1. Greatest Investors: Introduction
  2. The Greatest Investors: John (Jack) Bogle
  3. The Greatest Investors: Warren Buffett
  4. The Greatest Investors: David Einhorn
  5. The Greatest Investors: Stanley Druckenmiller
  6. The Greatest Investors: David Dreman
  7. The Greatest Investors: Philip Fisher
  8. The Greatest Investors: Benjamin Graham
  9. The Greatest Investors: William H. Gross
  10. The Greatest Investors: Carl Icahn
  11. The Greatest Investors: Jesse L. Livermore
  12. The Greatest Investors: Peter Lynch
  13. The Greatest Investors: Bill Miller
  14. The Greatest Investors: John Neff
  15. The Greatest Investors: William J. O'Neil
  16. The Greatest Investors: Julian Robertson
  17. The Greatest Investors: Thomas Rowe Price, Jr.
  18. The Greatest Investors: James D. Slater
  19. The Greatest Investors: George Soros
  20. The Greatest Investors: Michael Steinhardt
  21. The Greatest Investors: John Templeton
  22. The Greatest Investors: Ralph Wanger

Born: 1884 (London)

Died: 1976

Key Positions: Newburger, Henderson & Loeb

Graham-Newman Corporation

Personal History:
Benjamin Graham authored several books that have served as indispensable reading for rising investors in recent decades, “Security Analysis” (1934, written with David Dodd), and “The Intelligent Investor” (1949). Although born in London, Graham lived in the United States from his early childhood, growing up in New York City. Graham’s father died when he was only nine years old, leaving the Graham family in a difficult financial position and Benjamin with a focus on achieving financial security.

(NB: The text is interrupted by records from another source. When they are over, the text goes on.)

//! Concurrent preemption of the same pull request.

use std::sync::Arc;

use embci_core::config::RunContext;
use embci_forge::fakes::{MemoryForge, MemoryJobRunner};
use embci_gate::preempt::{preempt, read_record, PreemptOutcome, RunLockKey};

fn run(build: u64) -> RunContext {
    RunContext::new("gate", build, "https://ci.example.org/job/gate/")
}

/// Test: two concurrent takeovers leave one owner and stop the old build once
#[tokio::test(flavor = "multi_thread", worker_threads = 4)]
async fn test_concurrent_preempt_single_owner() {
    let dir = tempfile::tempdir().unwrap();
    let key = Arc::new(RunLockKey::new(dir.path(), "yocto-meta-openeuler", "openeuler", 42));
    let forge = Arc::new(MemoryForge::default());
    let jobs = Arc::new(MemoryJobRunner::new());

    preempt(&key, &run(1), forge.as_ref(), jobs.as_ref()).await.unwrap();
    jobs.set_building("gate", 1, true);

    let mut handles = Vec::new();
    for build in [2u64, 3] {
        let (key, forge, jobs) = (key.clone(), forge.clone(), jobs.clone());
        handles.push(tokio::spawn(async move {
            preempt(&key, &run(build), forge.as_ref(), jobs.as_ref()).await.unwrap()
        }));
    }
    let mut outcomes = Vec::new();
    for h in handles {
        outcomes.push(h.await.unwrap());
    }

    // Exactly one saw the still-building run 1; the other saw the winner's record.
    let cancelled: Vec<_> = outcomes
        .iter()
        .filter(|o| matches!(o, PreemptOutcome::PreviousCancelled(r) if r.build_num == 1))
        .collect();
    assert_eq!(cancelled.len(), 1, "outcomes: {outcomes:?}");
    assert_eq!(jobs.stops(), vec![("gate".to_string(), 1)]);
    assert_eq!(forge.comments(42).len(), 1);

    let first_writer = outcomes
        .iter()
        .position(|o| matches!(o, PreemptOutcome::PreviousCancelled(_)))
        .unwrap();
    let last_writer = [2u64, 3][1 - first_writer];
    let record = read_record(&key.path()).unwrap().unwrap();
    assert_eq!(record.build_num, last_writer);
}

/// Test: an unreachable job runner does not block the takeover
#[tokio::test]
async fn test_job_runner_down_still_takes_over() {
    let dir = tempfile::tempdir().unwrap();
    let key = RunLockKey::new(dir.path(), "r", "o", 7);
    let forge = MemoryForge::default();

    preempt(&key, &run(1), &forge, &MemoryJobRunner::new()).await.unwrap();
    let outcome = preempt(&key, &run(2), &forge, &MemoryJobRunner::failing())
        .await
        .unwrap();

    assert!(matches!(outcome, PreemptOutcome::PreviousUnknown(ref r) if r.build_num == 1));
    assert_eq!(read_record(&key.path()).unwrap().unwrap().build_num, 2);
    assert!(forge.comments(7).is_empty());
}
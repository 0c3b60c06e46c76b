//! Python lint of the changed files.

use async_trait::async_trait;
use embci_core::capability::{Check, CheckParameter};
use embci_core::{CheckError, Outcome};
use tracing::{info, warn};

use super::exists;
use crate::runner::{CommandSpec, SubprocessRunner};

pub const MAX_LINE_LENGTH: &str = "100";

/// Check task registered at `tasks/check/code_check`.
///
/// Every changed `.py` file still present in the checkout goes through
/// `flake8 <file> --max-line-length 100`.
#[derive(Debug, Clone, Default)]
pub struct CodeLint;

impl CodeLint {
    async fn ensure_flake8() -> Result<(), CheckError> {
        let show = SubprocessRunner::capture(&CommandSpec::new("pip").args(["show", "flake8"])).await?;
        if show.success() {
            return Ok(());
        }
        info!("installing flake8");
        SubprocessRunner::checked(&CommandSpec::new("pip").args(["install", "flake8"]))
            .await
            .map_err(|e| CheckError::Subprocess {
                command: "pip install flake8".to_string(),
                reason: e.to_string(),
            })?;
        Ok(())
    }
}

/// Changed Python files, in order, without duplicates.
pub fn python_files(param: &CheckParameter) -> Vec<String> {
    let mut files: Vec<String> = Vec::new();
    for f in &param.diff_files {
        if f.filename.ends_with(".py") && !files.contains(&f.filename) {
            files.push(f.filename.clone());
        }
    }
    files
}

#[async_trait]
impl Check for CodeLint {
    async fn do_check(&self, param: &CheckParameter) -> Result<Outcome, CheckError> {
        let files = python_files(param);
        if files.is_empty() {
            info!("no python files changed");
            return Ok(Outcome::Success);
        }
        Self::ensure_flake8().await?;

        let mut outcome = Outcome::Success;
        for file in files {
            if !exists(&param.repo_dir.join(&file)).await {
                continue;
            }
            let spec = CommandSpec::new("flake8")
                .arg(file.as_str())
                .args(["--max-line-length", MAX_LINE_LENGTH])
                .current_dir(&param.repo_dir);
            let out = SubprocessRunner::capture(&spec).await?;
            if !out.success() {
                warn!(file = %file, "flake8 reported problems");
                println!("=============================================");
                println!("{}", out.output);
                println!("=============================================");
                outcome = Outcome::Failure;
            }
        }
        Ok(outcome)
    }
}
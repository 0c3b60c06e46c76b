//! `embci` - embedded CI orchestrator
//!
//! ```text
//! embci <command> [flags...]
//! ```
//!
//! Commands come from `plugins.yaml`; `embci help` lists them.

use anyhow::{Context, Result};
use embci_cli::dispatch::{dispatch, load_registry};
use embci_core::config::AppPaths;
use embci_core::telemetry::{init_tracing, json_requested};
use embci_core::AppContext;
use embci_gate::builtin_extensions;
use tracing::Level;

#[tokio::main]
async fn main() -> Result<()> {
    init_tracing(json_requested(), Level::INFO);

    let paths = AppPaths::from_env().context("Failed to resolve the application root")?;
    let registry = load_registry(&paths)?;
    let extensions = builtin_extensions(paths.app_root.clone()).into_shared();
    let ctx = AppContext::new(paths, extensions);

    let argv: Vec<String> = std::env::args().skip(1).collect();
    dispatch(&registry, &ctx, &argv).await?;
    Ok(())
}
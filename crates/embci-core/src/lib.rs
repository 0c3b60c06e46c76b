//! embci-core: building blocks of the embedded CI orchestrator
//!
//! - [`plugin`] and [`command`]: command registry and the two-phase command
//!   contract used by the `embci` dispatcher.
//! - [`capability`] and [`extension`]: Build/Check/Test interfaces and the
//!   loader that resolves task paths to linked-in implementations.
//! - [`classify`], [`result`], [`report`]: docs/code classification, outcome
//!   aggregation and PR reporting.
//! - [`config`] and [`telemetry`]: process configuration and tracing setup.

pub mod capability;
pub mod classify;
pub mod command;
pub mod config;
pub mod error;
pub mod extension;
pub mod plugin;
pub mod report;
pub mod result;
pub mod telemetry;

pub use capability::{
    build, check, test, Arch, Board, Build, BuildParameter, BuildRes, Check, CheckParameter,
    Test, TestParameter,
};
pub use classify::{classify, ChangeKind};
pub use command::{AppContext, CiCommand};
pub use config::{AppPaths, RunContext};
pub use error::{BuildError, CheckError, ConfigError, TestError};
pub use extension::{Extension, ExtensionLoader};
pub use plugin::{CommandTable, PluginDescriptor, PluginRegistry};
pub use report::{CheckRow, CheckTable};
pub use result::{aggregate, Outcome};
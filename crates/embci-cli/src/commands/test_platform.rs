//! `testPlatform`: run one test task against a build output.

use std::path::PathBuf;
use std::time::Duration;

use anyhow::Result;
use async_trait::async_trait;
use clap::{ArgMatches, Args};
use embci_core::capability::{self, TestParameter};
use embci_core::{AppContext, CiCommand};
use embci_gate::registry::{test_task_path, RUN_SYMBOL};
use tracing::info;

use super::parse_args;

#[derive(Debug, Clone, Args)]
pub struct TestPlatformArgs {
    #[arg(short = 'a', long = "arch")]
    pub arch: String,

    /// Test task: qemu_boot or board_suite
    #[arg(long = "target")]
    pub target: String,

    /// Build output root (contains `output/`)
    #[arg(long = "target_directory")]
    pub target_directory: PathBuf,

    /// Completion marker the output must contain
    #[arg(long = "marker")]
    pub marker: Option<String>,

    /// Latency upper bound; switches to latency judging
    #[arg(long = "threshold")]
    pub threshold: Option<f64>,

    /// Seconds without completion before the child is killed
    #[arg(long = "watchdog")]
    pub watchdog: Option<u64>,

    /// Suite command, after `--`
    #[arg(last = true)]
    pub command: Vec<String>,
}

impl TestPlatformArgs {
    pub fn parameter(&self, ctx: &AppContext) -> TestParameter {
        TestParameter {
            arch: self.arch.clone(),
            target_dir: self.target_directory.clone(),
            conf_dir: ctx.paths.conf_dir.clone(),
            command: self.command.clone(),
            marker: self.marker.clone(),
            threshold: self.threshold,
            watchdog: self.watchdog.map(Duration::from_secs),
        }
    }
}

pub struct TestPlatform;

#[async_trait]
impl CiCommand for TestPlatform {
    fn name(&self) -> &'static str {
        "testPlatform"
    }

    fn help(&self) -> &'static str {
        "Test Platform"
    }

    fn description(&self) -> &'static str {
        "Test Platform is used to test images"
    }

    fn declare_flags(&self, parser: clap::Command) -> clap::Command {
        TestPlatformArgs::augment_args(parser)
    }

    async fn execute(&self, ctx: &AppContext, matches: &ArgMatches) -> Result<()> {
        let args: TestPlatformArgs = parse_args(matches)?;
        anyhow::ensure!(
            args.target_directory.is_dir(),
            "Target directory {} does not exist",
            args.target_directory.display()
        );
        let task = ctx
            .extensions
            .load_test(&test_task_path(&args.target), RUN_SYMBOL)?;
        let outcome = capability::test(task.as_ref(), &args.parameter(ctx)).await?;
        info!(task = %args.target, arch = %args.arch, %outcome, "test finished");
        anyhow::ensure!(outcome.is_success(), "test {} failed", args.target);
        Ok(())
    }
}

Graham studied at Columbia University, graduating in 1914, and began working at Newburger, Henderson & Loeb as a messenger immediately after graduation. Graham rose through the ranks exceptionally quickly and was named partner at the company by 1920.

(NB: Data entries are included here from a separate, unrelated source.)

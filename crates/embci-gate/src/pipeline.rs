//! Gate orchestration for one pull request.
//!
//! ```text
//! Preempt -> Announce -> Fetch -> Classify -> CodeCheck -> BuildOrDoc -> Aggregate -> Report
//! ```
//!
//! Stages run strictly in order. A stage that fails with an error does not
//! abort the run: the error is logged, recorded as a FAILURE row named
//! after the stage and the remaining stages that do not depend on it still
//! run. Report is always reached, so a PR never stays in `ci_processing`.

use std::path::PathBuf;
use std::sync::Arc;
use std::time::Instant;

use embci_core::capability::{self, BuildParameter, CheckParameter};
use embci_core::classify::classify;
use embci_core::config::{GateConfig, RunContext};
use embci_core::report::{self, CheckRow, CheckTable};
use embci_core::{ChangeKind, ExtensionLoader, Outcome};
use embci_forge::{ForgeClient, JobRunner, PrCommit, PrFile};
use tracing::{error, info, warn};

use crate::error::GateResult;
use crate::fetch::{GitFetcher, SourceFetcher, DEFAULT_PR_REF};
use crate::preempt::{preempt, PreemptOutcome, RunLockKey};
use crate::registry::{self, RUN_SYMBOL};
use crate::tasks::openeuler_doc::DOC_BUILD_CHECK;

pub const FETCH_ROW: &str = "fetch";
pub const COMMIT_SCOPE_ROW: &str = "check_commit_scope";
pub const COMMIT_MSG_ROW: &str = "check_commit_msg";

/// Gate stages, in execution order.
#[derive(Debug, Clone, Copy, PartialEq, Eq)]
pub enum GateStage {
    Preempt,
    Announce,
    Fetch,
    Classify,
    CodeCheck,
    BuildOrDoc,
    Aggregate,
    Report,
}

impl std::fmt::Display for GateStage {
    fn fmt(&self, f: &mut std::fmt::Formatter<'_>) -> std::fmt::Result {
        let s = match self {
            GateStage::Preempt => "preempt",
            GateStage::Announce => "announce",
            GateStage::Fetch => "fetch",
            GateStage::Classify => "classify",
            GateStage::CodeCheck => "code_check",
            GateStage::BuildOrDoc => "build_or_doc",
            GateStage::Aggregate => "aggregate",
            GateStage::Report => "report",
        };
        f.write_str(s)
    }
}

/// What to gate.
#[derive(Debug, Clone, PartialEq, Eq)]
pub struct GateRequest {
    pub pr_num: u64,
    /// Gate build target, e.g. `yocto-meta-openeuler`
    pub target: String,
    pub branch: String,
    pub share_dir: PathBuf,
    /// Parent of the PR checkout and of `oebuild_workspace`
    pub workspace: PathBuf,
    pub remote_url: String,
    pub delete_tmp: bool,
}

/// Outcome of a gate run.
#[derive(Debug, Clone)]
pub struct GateSummary {
    pub preempt: Option<PreemptOutcome>,
    pub kind: Option<ChangeKind>,
    pub table: CheckTable,
    pub verdict: Outcome,
}

/// PR data gathered by the Fetch stage.
struct Fetched {
    commits: Vec<PrCommit>,
    files: Vec<PrFile>,
    repo_dir: PathBuf,
}

/// Drives the gate stages against one forge and job runner.
pub struct GatePipeline {
    forge: Arc<dyn ForgeClient>,
    jobs: Arc<dyn JobRunner>,
    extensions: Arc<ExtensionLoader>,
    fetcher: Arc<dyn SourceFetcher>,
    run: RunContext,
    config: GateConfig,
    conf_dir: PathBuf,
}

impl GatePipeline {
    pub fn new(
        forge: Arc<dyn ForgeClient>,
        jobs: Arc<dyn JobRunner>,
        extensions: Arc<ExtensionLoader>,
        run: RunContext,
    ) -> Self {
        let conf_dir = extensions.app_root().join("conf");
        Self {
            forge,
            jobs,
            extensions,
            fetcher: Arc::new(GitFetcher::new()),
            run,
            config: GateConfig::default(),
            conf_dir,
        }
    }

    pub fn with_fetcher(mut self, fetcher: Arc<dyn SourceFetcher>) -> Self {
        self.fetcher = fetcher;
        self
    }

    pub fn with_config(mut self, config: GateConfig) -> Self {
        self.config = config;
        self
    }

    pub fn with_conf_dir(mut self, conf_dir: impl Into<PathBuf>) -> Self {
        self.conf_dir = conf_dir.into();
        self
    }

    /// Run every stage for `req` and report the verdict on the PR.
    pub async fn run(&self, req: &GateRequest) -> GateSummary {
        let started = Instant::now();
        let pr = req.pr_num;
        let mut table = CheckTable::new();

        // Preempt
        let key = RunLockKey::new(&req.share_dir, self.forge.repo(), self.forge.owner(), pr);
        let preempted = match preempt(&key, &self.run, self.forge.as_ref(), self.jobs.as_ref()).await {
            Ok(outcome) => {
                info!(pr, stage = %GateStage::Preempt, ?outcome, "run record updated");
                Some(outcome)
            }
            Err(e) => {
                warn!(pr, stage = %GateStage::Preempt, error = %e, "could not take over the PR");
                None
            }
        };

        // Announce
        info!(pr, stage = %GateStage::Announce, "announcing");
        if !self.forge.comment_pr(pr, &report::announce_comment(&self.run)).await {
            warn!(pr, "announce comment not posted");
        }
        report::mark_processing(self.forge.as_ref(), pr).await;

        // Fetch
        let fetched = match self.fetch(req).await {
            Ok(f) => Some(f),
            Err(e) => {
                error!(pr, stage = %GateStage::Fetch, error = %e, "fetch failed");
                table.push(CheckRow::new(FETCH_ROW, Outcome::Failure).with_log(self.run.console_url()));
                None
            }
        };

        let mut kind = None;
        if let Some(fetched) = fetched {
            // Classify
            let k = classify(&fetched.files, &self.config.docs_prefix);
            info!(pr, stage = %GateStage::Classify, kind = ?k, files = fetched.files.len(), "classified");
            kind = Some(k);

            // CodeCheck
            let param = CheckParameter {
                pr_num: pr,
                owner: self.forge.owner().to_string(),
                repo: self.forge.repo().to_string(),
                repo_dir: fetched.repo_dir.clone(),
                conf_dir: self.conf_dir.clone(),
                docs_prefix: self.config.docs_prefix.clone(),
                commits: fetched.commits,
                diff_files: fetched.files,
                forge: Arc::clone(&self.forge),
            };
            for (row, task) in [(COMMIT_SCOPE_ROW, "commit_scope"), (COMMIT_MSG_ROW, "commit_msg")] {
                let outcome = self.run_check(task, &param).await;
                info!(pr, stage = %GateStage::CodeCheck, check = row, %outcome, "check finished");
                table.push(CheckRow::new(row, outcome).with_log(self.run.console_url()));
            }

            // BuildOrDoc
            let build_param = BuildParameter {
                workspace: req.workspace.clone(),
                build_code: fetched.repo_dir,
                share_dir: req.share_dir.clone(),
                conf_dir: self.conf_dir.clone(),
                pr_num: Some(pr),
                branch: req.branch.clone(),
                delete_tmp: req.delete_tmp,
                build_check: self.config.build_check_for(&req.target).to_vec(),
                docs_prefix: self.config.docs_prefix.clone(),
                ..Default::default()
            };
            match k {
                ChangeKind::DocsOnly => {
                    let path = registry::build_task_path("openeuler_doc");
                    self.run_build(&path, DOC_BUILD_CHECK, &build_param, &mut table).await;
                }
                ChangeKind::Code => {
                    let path = registry::gate_task_path(&req.target);
                    self.run_build(&path, &req.target, &build_param, &mut table).await;
                }
            }
        }

        // Aggregate
        let elapsed = started.elapsed().as_millis() as u64;
        let table = table.with_duration(Some(report::format_duration_ms(elapsed)));
        let verdict = table.verdict();
        info!(pr, stage = %GateStage::Aggregate, rows = table.rows.len(), %verdict, "aggregated");

        // Report
        if !self.forge.comment_pr(pr, &table.gate_comment(&self.run)).await {
            warn!(pr, stage = %GateStage::Report, "result comment not posted");
        }
        report::apply_verdict(self.forge.as_ref(), pr, verdict).await;
        info!(pr, stage = %GateStage::Report, %verdict, "gate finished");

        GateSummary {
            preempt: preempted,
            kind,
            table,
            verdict,
        }
    }

    async fn fetch(&self, req: &GateRequest) -> GateResult<Fetched> {
        let pr = req.pr_num;
        let commits = self.forge.pr_commits(pr).await?;
        let files = self.forge.pr_files(pr).await?;
        let repo_dir = req.workspace.join(self.forge.repo());
        info!(
            pr,
            stage = %GateStage::Fetch,
            commits = commits.len(),
            dest = %repo_dir.display(),
            "fetching pull request"
        );
        self.fetcher
            .fetch_pr(&req.remote_url, &repo_dir, pr, DEFAULT_PR_REF, commits.len())
            .await?;
        Ok(Fetched {
            commits,
            files,
            repo_dir,
        })
    }

    async fn run_check(&self, task: &str, param: &CheckParameter) -> Outcome {
        let path = registry::check_task_path(task);
        let check = match self.extensions.load_check(&path, RUN_SYMBOL) {
            Ok(c) => c,
            Err(e) => {
                error!(task, error = %e, "check task unavailable");
                return Outcome::Failure;
            }
        };
        match capability::check(check.as_ref(), param).await {
            Ok(outcome) => outcome,
            Err(e) => {
                error!(task, error = %e, "check task failed");
                Outcome::Failure
            }
        }
    }

    /// Run a build task; its boards become rows, an error becomes one
    /// FAILURE row named `fallback_row`.
    async fn run_build(
        &self,
        path: &std::path::Path,
        fallback_row: &str,
        param: &BuildParameter,
        table: &mut CheckTable,
    ) {
        let result = match self.extensions.load_build(path, RUN_SYMBOL) {
            Ok(task) => capability::build(task.as_ref(), param)
                .await
                .map_err(|e| e.to_string()),
            Err(e) => Err(e.to_string()),
        };
        match result {
            Ok(res) => {
                info!(stage = %GateStage::BuildOrDoc, boards = res.leaves().count(), outcome = %res.outcome(), "build finished");
                table.push_build(&res);
            }
            Err(e) => {
                error!(stage = %GateStage::BuildOrDoc, task = %path.display(), error = %e, "build failed");
                table.push(CheckRow::new(fallback_row, Outcome::Failure).with_log(self.run.console_url()));
            }
        }
    }
}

Working together with partner Jerome Newman, Graham founded an investment partnership in 1926 and began to lecture at Columbia University on matters of finance. Graham would continue to lecture on these topics until his retirement in 1956. Although the Graham-Newman Corporation suffered greatly during the stock market crash of 1929, the partnership survived and eventually managed to recoup its losses. The experience was a formative one for Graham, who went on to co-author “Security Analysis” in 1934. From that time until its termination in 1956, the Graham-Newman Corporation thrived, sporting an average annual return of 17%.

Investment Philosophy:
Graham’s investment style may best be summed up by his second book, “The Intelligent Investor,” still considered to be one of the seminal texts on investing for the modern era. Graham’s fundamental philosophy was that any worthwhile investment would be worth substantially more than what the investor had to pay for it. Determining value of a potential investment requires thorough analysis (fundamental analysis, by modern parlance). Graham looked for companies with strong balance sheets, little debt, above-average profit margins, and significant cash flow. To describe his efforts to find undervalued companies with temporarily low stock prices and sound fundamentals, Graham coined the phrase "margin of safety.” The margin of safety refers to the difference between the purchase price of a stock and that company’s intrinsic value. The greater the difference between the two, the more attractive the stock is as an investment opportunity: now, these stocks are referred to as low value multiple stocks. Along with Graham’s view of margin of safety as a crucial indicator of an investment’s potential for success, he also believed that market valuations were frequently wrong and that stock prices will always fluctuate.

Noteworthy Publications:

  • "Security Analysis" by Benjamin Graham and David Dodd (1934)
  • "The Intelligent Investor" by Benjamin Graham (1949)
  • "Benjamin Graham: The Memoirs Of The Dean Of Wall Street" by Benjamin Graham and Seymour Chatman (editor) (1996)
  • "Benjamin Graham On Value Investing: Lessons From The Dean Of Wall Street" by Janet Lowe (1999)

Quotes:

"To achieve satisfactory investment results is easier than most people realize; to achieve superior results is harder than it looks."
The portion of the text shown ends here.